== MATERIAL TO PROCESS ==
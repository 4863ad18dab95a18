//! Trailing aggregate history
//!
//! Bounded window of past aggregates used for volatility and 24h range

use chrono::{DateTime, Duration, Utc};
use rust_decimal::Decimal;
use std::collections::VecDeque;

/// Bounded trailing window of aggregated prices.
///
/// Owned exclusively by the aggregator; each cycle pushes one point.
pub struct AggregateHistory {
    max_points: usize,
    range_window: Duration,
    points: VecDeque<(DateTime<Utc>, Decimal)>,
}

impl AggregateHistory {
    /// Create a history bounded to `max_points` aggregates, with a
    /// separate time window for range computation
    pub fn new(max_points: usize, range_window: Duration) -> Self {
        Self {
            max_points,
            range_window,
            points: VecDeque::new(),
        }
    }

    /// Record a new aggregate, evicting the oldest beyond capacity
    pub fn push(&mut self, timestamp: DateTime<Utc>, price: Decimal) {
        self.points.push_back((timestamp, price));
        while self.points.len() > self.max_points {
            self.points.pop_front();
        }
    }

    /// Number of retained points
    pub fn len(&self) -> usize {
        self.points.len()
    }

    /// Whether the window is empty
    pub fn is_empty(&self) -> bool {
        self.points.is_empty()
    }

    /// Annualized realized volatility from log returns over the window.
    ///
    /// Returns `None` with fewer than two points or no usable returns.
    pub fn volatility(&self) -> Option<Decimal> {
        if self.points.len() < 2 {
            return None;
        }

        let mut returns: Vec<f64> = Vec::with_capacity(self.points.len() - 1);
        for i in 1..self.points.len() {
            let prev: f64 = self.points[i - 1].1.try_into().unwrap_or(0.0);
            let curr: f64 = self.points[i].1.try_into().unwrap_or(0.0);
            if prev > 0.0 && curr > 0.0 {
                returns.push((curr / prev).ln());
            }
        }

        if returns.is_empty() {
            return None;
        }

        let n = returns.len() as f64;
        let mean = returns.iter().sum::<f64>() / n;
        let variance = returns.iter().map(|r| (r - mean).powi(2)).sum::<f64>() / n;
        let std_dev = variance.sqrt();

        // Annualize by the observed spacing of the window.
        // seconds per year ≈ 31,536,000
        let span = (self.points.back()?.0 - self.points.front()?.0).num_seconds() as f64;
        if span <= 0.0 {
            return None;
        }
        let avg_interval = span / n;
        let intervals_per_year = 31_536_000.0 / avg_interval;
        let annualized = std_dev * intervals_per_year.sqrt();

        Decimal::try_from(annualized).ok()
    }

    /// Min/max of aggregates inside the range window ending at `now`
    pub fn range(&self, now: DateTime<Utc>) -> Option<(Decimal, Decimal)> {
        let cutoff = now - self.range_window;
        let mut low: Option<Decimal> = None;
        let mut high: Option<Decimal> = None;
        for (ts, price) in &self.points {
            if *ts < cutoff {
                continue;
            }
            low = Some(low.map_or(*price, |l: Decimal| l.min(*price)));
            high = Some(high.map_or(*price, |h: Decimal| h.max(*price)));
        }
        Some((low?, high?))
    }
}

--

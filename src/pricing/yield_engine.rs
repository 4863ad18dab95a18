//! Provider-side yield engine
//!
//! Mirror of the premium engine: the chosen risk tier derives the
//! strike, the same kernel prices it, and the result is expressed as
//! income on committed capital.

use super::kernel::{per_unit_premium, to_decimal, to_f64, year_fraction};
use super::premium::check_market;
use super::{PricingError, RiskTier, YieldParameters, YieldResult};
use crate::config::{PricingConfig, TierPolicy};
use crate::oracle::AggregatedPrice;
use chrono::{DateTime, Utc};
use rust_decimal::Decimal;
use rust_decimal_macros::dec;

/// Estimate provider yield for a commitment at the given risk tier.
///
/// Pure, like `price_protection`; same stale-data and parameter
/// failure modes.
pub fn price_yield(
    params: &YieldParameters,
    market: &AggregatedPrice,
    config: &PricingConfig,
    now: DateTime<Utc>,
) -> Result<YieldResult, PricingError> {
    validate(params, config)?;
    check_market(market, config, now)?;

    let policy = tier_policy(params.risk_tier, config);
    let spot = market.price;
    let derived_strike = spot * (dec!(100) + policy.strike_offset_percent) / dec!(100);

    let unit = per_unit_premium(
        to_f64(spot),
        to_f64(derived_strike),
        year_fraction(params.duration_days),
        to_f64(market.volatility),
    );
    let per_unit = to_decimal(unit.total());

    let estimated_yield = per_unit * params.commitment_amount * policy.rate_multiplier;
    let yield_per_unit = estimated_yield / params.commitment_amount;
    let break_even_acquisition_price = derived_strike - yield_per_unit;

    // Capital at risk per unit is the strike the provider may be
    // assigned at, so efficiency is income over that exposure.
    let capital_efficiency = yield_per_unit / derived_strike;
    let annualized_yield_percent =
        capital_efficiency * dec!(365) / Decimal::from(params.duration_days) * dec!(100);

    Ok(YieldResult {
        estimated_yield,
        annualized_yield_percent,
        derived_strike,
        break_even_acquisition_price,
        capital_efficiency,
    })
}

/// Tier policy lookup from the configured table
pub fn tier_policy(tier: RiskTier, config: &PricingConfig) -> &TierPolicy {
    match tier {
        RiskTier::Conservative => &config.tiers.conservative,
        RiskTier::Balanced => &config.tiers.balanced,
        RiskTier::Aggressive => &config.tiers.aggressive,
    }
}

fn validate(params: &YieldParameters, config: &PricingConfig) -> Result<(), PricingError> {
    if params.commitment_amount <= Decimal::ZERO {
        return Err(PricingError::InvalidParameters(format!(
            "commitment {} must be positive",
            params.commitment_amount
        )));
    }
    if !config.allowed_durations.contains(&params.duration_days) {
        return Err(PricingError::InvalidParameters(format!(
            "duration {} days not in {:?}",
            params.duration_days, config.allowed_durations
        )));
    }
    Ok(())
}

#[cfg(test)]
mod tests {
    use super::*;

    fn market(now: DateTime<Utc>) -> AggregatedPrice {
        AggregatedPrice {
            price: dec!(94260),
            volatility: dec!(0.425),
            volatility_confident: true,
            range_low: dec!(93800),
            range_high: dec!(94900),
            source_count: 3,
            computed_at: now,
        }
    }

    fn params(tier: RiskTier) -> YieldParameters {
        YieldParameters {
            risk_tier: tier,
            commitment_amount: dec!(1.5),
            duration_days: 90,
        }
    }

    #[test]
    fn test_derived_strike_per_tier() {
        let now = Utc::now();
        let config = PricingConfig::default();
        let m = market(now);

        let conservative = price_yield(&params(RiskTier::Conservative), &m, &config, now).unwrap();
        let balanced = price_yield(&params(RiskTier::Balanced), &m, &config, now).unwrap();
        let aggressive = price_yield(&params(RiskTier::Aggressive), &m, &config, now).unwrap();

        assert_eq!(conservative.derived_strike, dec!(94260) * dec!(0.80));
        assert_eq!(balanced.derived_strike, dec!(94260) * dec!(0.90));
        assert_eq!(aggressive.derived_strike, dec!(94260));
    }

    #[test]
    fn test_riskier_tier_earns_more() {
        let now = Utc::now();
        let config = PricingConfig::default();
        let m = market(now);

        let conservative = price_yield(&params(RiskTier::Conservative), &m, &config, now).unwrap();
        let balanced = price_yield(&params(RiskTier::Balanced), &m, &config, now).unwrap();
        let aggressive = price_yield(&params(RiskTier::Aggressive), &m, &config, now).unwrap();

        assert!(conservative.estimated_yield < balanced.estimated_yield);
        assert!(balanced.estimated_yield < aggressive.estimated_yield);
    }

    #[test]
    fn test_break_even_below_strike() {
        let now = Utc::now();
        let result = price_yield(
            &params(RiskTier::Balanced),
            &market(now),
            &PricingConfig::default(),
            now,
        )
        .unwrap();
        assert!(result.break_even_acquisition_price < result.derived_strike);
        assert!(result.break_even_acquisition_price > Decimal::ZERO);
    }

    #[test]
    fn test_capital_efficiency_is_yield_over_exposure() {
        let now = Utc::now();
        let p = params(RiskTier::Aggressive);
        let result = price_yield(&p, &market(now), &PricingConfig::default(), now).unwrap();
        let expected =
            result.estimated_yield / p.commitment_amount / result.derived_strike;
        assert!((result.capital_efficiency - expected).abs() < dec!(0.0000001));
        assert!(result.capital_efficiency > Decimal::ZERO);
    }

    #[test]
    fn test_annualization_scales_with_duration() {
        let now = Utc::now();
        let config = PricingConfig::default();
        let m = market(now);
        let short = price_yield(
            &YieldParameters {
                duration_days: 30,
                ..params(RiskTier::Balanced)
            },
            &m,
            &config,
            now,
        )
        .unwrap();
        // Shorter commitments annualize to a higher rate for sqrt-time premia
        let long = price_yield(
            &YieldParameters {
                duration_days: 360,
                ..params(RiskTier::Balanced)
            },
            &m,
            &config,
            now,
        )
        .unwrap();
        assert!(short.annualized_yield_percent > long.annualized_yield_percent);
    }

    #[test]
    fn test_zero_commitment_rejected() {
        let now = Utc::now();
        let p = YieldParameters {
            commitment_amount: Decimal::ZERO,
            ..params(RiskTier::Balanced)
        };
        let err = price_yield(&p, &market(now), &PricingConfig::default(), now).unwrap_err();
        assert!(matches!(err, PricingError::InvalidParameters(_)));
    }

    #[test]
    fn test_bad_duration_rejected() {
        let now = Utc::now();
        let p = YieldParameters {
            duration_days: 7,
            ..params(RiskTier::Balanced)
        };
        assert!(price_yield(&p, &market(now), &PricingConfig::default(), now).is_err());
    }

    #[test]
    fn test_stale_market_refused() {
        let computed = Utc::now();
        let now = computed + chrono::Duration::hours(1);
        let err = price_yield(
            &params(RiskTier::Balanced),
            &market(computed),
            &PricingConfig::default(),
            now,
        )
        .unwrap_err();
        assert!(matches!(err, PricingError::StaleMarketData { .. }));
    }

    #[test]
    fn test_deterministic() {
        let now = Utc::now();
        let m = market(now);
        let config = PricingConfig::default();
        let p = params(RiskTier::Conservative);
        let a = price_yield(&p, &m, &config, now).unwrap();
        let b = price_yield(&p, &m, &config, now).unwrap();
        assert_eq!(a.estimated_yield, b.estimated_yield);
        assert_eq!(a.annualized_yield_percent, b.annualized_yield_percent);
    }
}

---

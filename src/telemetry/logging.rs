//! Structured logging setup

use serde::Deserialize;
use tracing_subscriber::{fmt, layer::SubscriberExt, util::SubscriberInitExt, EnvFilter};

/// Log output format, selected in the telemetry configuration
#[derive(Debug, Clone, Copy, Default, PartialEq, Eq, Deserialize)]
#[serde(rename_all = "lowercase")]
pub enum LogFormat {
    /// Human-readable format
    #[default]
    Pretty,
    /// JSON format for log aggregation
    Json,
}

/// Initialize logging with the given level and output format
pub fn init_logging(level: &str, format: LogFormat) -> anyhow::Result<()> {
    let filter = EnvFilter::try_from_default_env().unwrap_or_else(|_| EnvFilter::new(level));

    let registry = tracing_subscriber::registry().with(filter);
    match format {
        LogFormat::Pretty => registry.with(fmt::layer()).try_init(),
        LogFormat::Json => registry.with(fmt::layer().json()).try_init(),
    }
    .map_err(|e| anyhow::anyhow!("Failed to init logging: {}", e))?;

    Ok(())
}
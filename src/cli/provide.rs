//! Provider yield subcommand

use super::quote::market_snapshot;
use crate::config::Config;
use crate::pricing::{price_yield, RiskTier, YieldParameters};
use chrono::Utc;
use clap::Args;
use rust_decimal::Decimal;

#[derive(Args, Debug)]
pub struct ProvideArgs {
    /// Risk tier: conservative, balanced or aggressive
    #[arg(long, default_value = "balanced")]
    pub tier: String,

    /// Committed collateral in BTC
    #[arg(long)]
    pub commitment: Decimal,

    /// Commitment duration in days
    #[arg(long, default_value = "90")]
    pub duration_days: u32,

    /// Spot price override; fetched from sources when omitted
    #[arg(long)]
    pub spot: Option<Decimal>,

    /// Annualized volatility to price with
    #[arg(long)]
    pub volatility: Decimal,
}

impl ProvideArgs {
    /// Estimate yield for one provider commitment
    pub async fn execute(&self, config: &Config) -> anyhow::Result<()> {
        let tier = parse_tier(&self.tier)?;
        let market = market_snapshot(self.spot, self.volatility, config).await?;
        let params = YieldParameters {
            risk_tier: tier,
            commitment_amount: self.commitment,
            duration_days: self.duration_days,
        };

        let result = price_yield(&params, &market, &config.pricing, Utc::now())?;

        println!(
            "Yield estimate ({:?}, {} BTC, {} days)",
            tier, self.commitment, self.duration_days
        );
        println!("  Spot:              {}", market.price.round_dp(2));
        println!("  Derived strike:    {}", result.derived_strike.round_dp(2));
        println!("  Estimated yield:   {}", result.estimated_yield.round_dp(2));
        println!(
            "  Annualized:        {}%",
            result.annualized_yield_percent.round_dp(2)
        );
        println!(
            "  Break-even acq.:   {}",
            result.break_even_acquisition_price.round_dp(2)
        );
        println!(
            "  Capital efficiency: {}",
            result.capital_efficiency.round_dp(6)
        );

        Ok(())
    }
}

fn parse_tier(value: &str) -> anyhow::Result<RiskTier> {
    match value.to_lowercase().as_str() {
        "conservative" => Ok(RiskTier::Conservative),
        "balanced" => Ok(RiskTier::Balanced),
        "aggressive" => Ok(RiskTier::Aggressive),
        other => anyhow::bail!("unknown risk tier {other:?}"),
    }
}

== INSTRUCTIONS FOR THE TASK ==
Look through the listing, and copy each line in which the string "PricingError" turns up.

== EXERCISE RESPONSE ==
use super::{PricingError, RiskTier, YieldParameters, YieldResult};
) -> Result<YieldResult, PricingError> {
fn validate(params: &YieldParameters, config: &PricingConfig) -> Result<(), PricingError> {
        return Err(PricingError::InvalidParameters(format!(
        return Err(PricingError::InvalidParameters(format!(
        assert!(matches!(err, PricingError::InvalidParameters(_)));
        assert!(matches!(err, PricingError::StaleMarketData { .. }));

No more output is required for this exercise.